→ **Task to carry out**
Collect all lines below with the string "ConfigValidationError".

::: Supplied material :::

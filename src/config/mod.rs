#[cfg(feature = "cli")]
pub mod cli;
pub mod locale;

use crate::core::binary_prefix::DEFAULT_TICK_COUNT;
use crate::domain::model::{PortOrdering, PrefixSystem};
use crate::utils::error::{DisplayError, Result};
use crate::utils::validation::{validate_positive_number, Validate};
use locale::{Locale, LocalePreset};
use regex::Regex;
use serde::{Deserialize, Serialize};
use std::path::Path;
use std::sync::LazyLock;

static ENV_VAR: LazyLock<Regex> = LazyLock::new(|| Regex::new(r"\$\{([^}]+)\}").unwrap());

/// Settings shared by every rendering command, usually read from a TOML file:
///
/// ```toml
/// [locale]
/// preset = "german"
///
/// [ticks]
/// count = 8
///
/// [bytes]
/// prefix = "si"
///
/// [ports]
/// patch = true
/// column = "port"
/// ```
#[derive(Debug, Clone, Default, Serialize, Deserialize)]
#[serde(default)]
pub struct DisplayConfig {
    pub locale: LocaleConfig,
    pub ticks: TickConfig,
    pub bytes: ByteConfig,
    pub ports: PortConfig,
}

/// A preset, optionally overridden by explicit fields.
#[derive(Debug, Clone, Default, Serialize, Deserialize)]
#[serde(default)]
pub struct LocaleConfig {
    pub preset: LocalePreset,
    pub decimal: Option<String>,
    pub thousands: Option<String>,
    pub grouping: Option<Vec<usize>>,
    pub currency: Option<(String, String)>,
    pub days: Option<Vec<String>>,
    pub short_days: Option<Vec<String>>,
    pub months: Option<Vec<String>>,
    pub short_months: Option<Vec<String>>,
}

#[derive(Debug, Clone, Serialize, Deserialize)]
#[serde(default)]
pub struct TickConfig {
    pub count: usize,
}

impl Default for TickConfig {
    fn default() -> Self {
        Self {
            count: DEFAULT_TICK_COUNT,
        }
    }
}

#[derive(Debug, Clone, Default, Serialize, Deserialize)]
#[serde(default)]
pub struct ByteConfig {
    pub prefix: PrefixSystem,
}

#[derive(Debug, Clone, Default, Serialize, Deserialize)]
#[serde(default)]
pub struct PortConfig {
    pub patch: bool,
    /// Default column for table sorting.
    pub column: Option<String>,
}

impl PortConfig {
    pub fn ordering(&self) -> PortOrdering {
        if self.patch {
            PortOrdering::Patch
        } else {
            PortOrdering::Plain
        }
    }
}

impl LocaleConfig {
    pub fn resolve(&self) -> Locale {
        let mut locale = Locale::from_preset(self.preset);
        if let Some(decimal) = &self.decimal {
            locale.decimal = decimal.clone();
        }
        if let Some(thousands) = &self.thousands {
            locale.thousands = thousands.clone();
        }
        if let Some(grouping) = &self.grouping {
            locale.grouping = grouping.clone();
        }
        if let Some(currency) = &self.currency {
            locale.currency = currency.clone();
        }
        if let Some(days) = &self.days {
            locale.days = days.clone();
        }
        if let Some(short_days) = &self.short_days {
            locale.short_days = short_days.clone();
        }
        if let Some(months) = &self.months {
            locale.months = months.clone();
        }
        if let Some(short_months) = &self.short_months {
            locale.short_months = short_months.clone();
        }
        locale
    }
}

impl DisplayConfig {
    /// 從 TOML 檔案載入配置
    pub fn from_file<P: AsRef<Path>>(path: P) -> Result<Self> {
        let path = path.as_ref();
        tracing::debug!("Loading display config from {}", path.display());
        let content = std::fs::read_to_string(path).map_err(DisplayError::IoError)?;
        Self::from_toml_str(&content)
    }

    /// 從 TOML 字串解析配置
    pub fn from_toml_str(content: &str) -> Result<Self> {
        let processed_content = Self::substitute_env_vars(content);

        toml::from_str(&processed_content).map_err(|e| DisplayError::ConfigValidationError {
            field: "toml_parsing".to_string(),
            message: format!("TOML parsing error: {}", e),
        })
    }

    /// 替換環境變數 (例如 ${DISPLAY_LOCALE})，未定義的變數保持原樣
    fn substitute_env_vars(content: &str) -> String {
        ENV_VAR
            .replace_all(content, |caps: &regex::Captures| {
                let var_name = &caps[1];
                std::env::var(var_name).unwrap_or_else(|_| format!("${{{}}}", var_name))
            })
            .into_owned()
    }

    pub fn locale(&self) -> Locale {
        self.locale.resolve()
    }
}

impl Validate for DisplayConfig {
    fn validate(&self) -> Result<()> {
        validate_positive_number("ticks.count", self.ticks.count, 1)?;
        self.locale().validate()?;
        Ok(())
    }
}

#[cfg(test)]
mod tests {
    use super::*;

    #[test]
    fn test_empty_config_uses_defaults() {
        let config = DisplayConfig::from_toml_str("").unwrap();
        assert_eq!(config.ticks.count, 10);
        assert_eq!(config.bytes.prefix, PrefixSystem::Binary);
        assert_eq!(config.ports.ordering(), PortOrdering::Plain);
        assert_eq!(config.locale(), Locale::default());
        assert!(config.validate().is_ok());
    }

    #[test]
    fn test_preset_with_override() {
        let config = DisplayConfig::from_toml_str(
            r#"
[locale]
preset = "german"
thousands = " "

[bytes]
prefix = "si"

[ports]
patch = true
"#,
        )
        .unwrap();

        let locale = config.locale();
        assert_eq!(locale.decimal, ",");
        assert_eq!(locale.thousands, " ");
        assert_eq!(config.bytes.prefix, PrefixSystem::Si);
        assert_eq!(config.ports.ordering(), PortOrdering::Patch);
    }

    #[test]
    fn test_zero_tick_count_is_rejected() {
        let config = DisplayConfig::from_toml_str("[ticks]\ncount = 0\n").unwrap();
        let err = config.validate().unwrap_err();
        assert!(matches!(err, DisplayError::InvalidConfigValueError { ref field, .. } if field == "ticks.count"));
    }

    #[test]
    fn test_unknown_env_var_is_kept() {
        let processed =
            DisplayConfig::substitute_env_vars("column = \"${PYCROFT_DISPLAY_SURELY_UNSET}\"");
        assert_eq!(processed, "column = \"${PYCROFT_DISPLAY_SURELY_UNSET}\"");
    }

    #[test]
    fn test_env_var_is_substituted_on_every_call() {
        std::env::set_var("PYCROFT_DISPLAY_UNIT_COLUMN", "patch_port");
        for _ in 0..2 {
            let processed = DisplayConfig::substitute_env_vars(
                "column = \"${PYCROFT_DISPLAY_UNIT_COLUMN}\" # ${PYCROFT_DISPLAY_SURELY_UNSET}",
            );
            assert_eq!(processed, "column = \"patch_port\" # ${PYCROFT_DISPLAY_SURELY_UNSET}");
        }
    }

    #[test]
    fn test_invalid_toml() {
        let result = DisplayConfig::from_toml_str("[ticks\ncount = 3");
        assert!(matches!(result, Err(DisplayError::ConfigValidationError { .. })));
    }
}
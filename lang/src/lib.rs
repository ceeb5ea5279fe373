//! Bind S-expression documents to typed Rust values.
//!
//! A document is a single list whose sub-lists name fields:
//!
//! ```text
//! (server
//!   (host "localhost")
//!   (ports 80 0x1BB)
//!   (tls (enabled true)))
//! ```
//!
//! [`parse`] turns text into a [`List`], and [`from_list`] decodes that list
//! into any type implementing `serde::Deserialize`. [`from_str`] does both.

pub mod decode;
pub mod error;
pub mod lexer;
pub mod parser;

use serde::de::DeserializeOwned;

pub use decode::{
    from_list, from_list_with, from_node, from_node_with, DecodeError, DecodeOptions,
    DuplicateFields,
};
pub use error::Error;
pub use lexer::{Position, Span};
pub use parser::ast::{List, Node};
pub use parser::{parse, parse_strict, ParseError};

/// Parses `input` and decodes the root list into `T`.
pub fn from_str<T: DeserializeOwned>(input: &str) -> Result<T, Error> {
    from_str_with(input, &DecodeOptions::default())
}

/// Like [`from_str`], with explicit [`DecodeOptions`].
pub fn from_str_with<T: DeserializeOwned>(input: &str, options: &DecodeOptions) -> Result<T, Error> {
    let root = parse(input)?;
    Ok(from_list_with(&root, options)?)
}
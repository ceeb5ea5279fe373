use super::token::Position;

/// Tracks byte offset, line and column while walking the input.
#[derive(Debug, Clone)]
pub(crate) struct Cursor<'src> {
    input: &'src str,
    position: Position,
}

impl<'src> Cursor<'src> {
    pub(crate) fn new(input: &'src str) -> Self {
        Self {
            input,
            position: Position::default(),
        }
    }

    pub(crate) fn position(&self) -> Position {
        self.position
    }

    pub(crate) fn peek(&self) -> Option<char> {
        self.rest().chars().next()
    }

    pub(crate) fn peek_second(&self) -> Option<char> {
        let mut chars = self.rest().chars();
        chars.next();
        chars.next()
    }

    /// Returns the current char and moves past it.
    pub(crate) fn advance(&mut self) -> Option<char> {
        let ch = self.peek()?;
        self.position.offset += ch.len_utf8();
        if ch == '\n' {
            self.position.line += 1;
            self.position.column = 0;
        } else {
            self.position.column += 1;
        }
        Some(ch)
    }

    /// Advances while `accept` holds and returns the consumed slice.
    pub(crate) fn eat_while(&mut self, mut accept: impl FnMut(char) -> bool) -> &'src str {
        let start = self.position.offset;
        while let Some(ch) = self.peek() {
            if !accept(ch) {
                break;
            }
            self.advance();
        }
        &self.input[start..self.position.offset]
    }

    fn rest(&self) -> &'src str {
        &self.input[self.position.offset..]
    }
}
//! Shared fixtures for the decode benchmarks.

use serde::Deserialize;

/// A flat record of scalars.
pub const FLAT_DOC: &str = r#"(point (x 10) (y -20) (label "origin") (visible true))"#;

/// Nested records and sequences.
pub const NESTED_DOC: &str = r#"
(service
  (name "gateway")
  (replicas 3)
  (ports 80 0x1BB 0o10000)
  (limits (cpu 0.5) (memory 0x40000000))
  (env
    (var (key "RUST_LOG") (value "info"))
    (var (key "GREETING") (value "héllo\tworld"))))
"#;

#[derive(Debug, Deserialize)]
pub struct Point {
    pub x: i32,
    pub y: i32,
    pub label: String,
    pub visible: bool,
}

#[derive(Debug, Deserialize)]
pub struct Service {
    pub name: String,
    pub replicas: u8,
    pub ports: Vec<u16>,
    pub limits: Limits,
    pub env: Vec<Var>,
}

#[derive(Debug, Deserialize)]
pub struct Limits {
    pub cpu: f32,
    pub memory: u64,
}

#[derive(Debug, Deserialize)]
pub struct Var {
    pub key: String,
    pub value: String,
}

#[derive(Debug, Deserialize)]
pub struct Samples {
    pub values: Vec<i64>,
}

/// A long integer sequence, `(samples (values 0 1 2 ...))`.
pub fn wide_doc(len: usize) -> String {
    let mut doc = String::from("(samples (values");
    for i in 0..len {
        doc.push(' ');
        doc.push_str(&i.to_string());
    }
    doc.push_str("))");
    doc
}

:::

→ **Task output**
        toml::from_str(&processed_content).map_err(|e| DisplayError::ConfigValidationError {
        assert!(matches!(result, Err(DisplayError::ConfigValidationError { .. })));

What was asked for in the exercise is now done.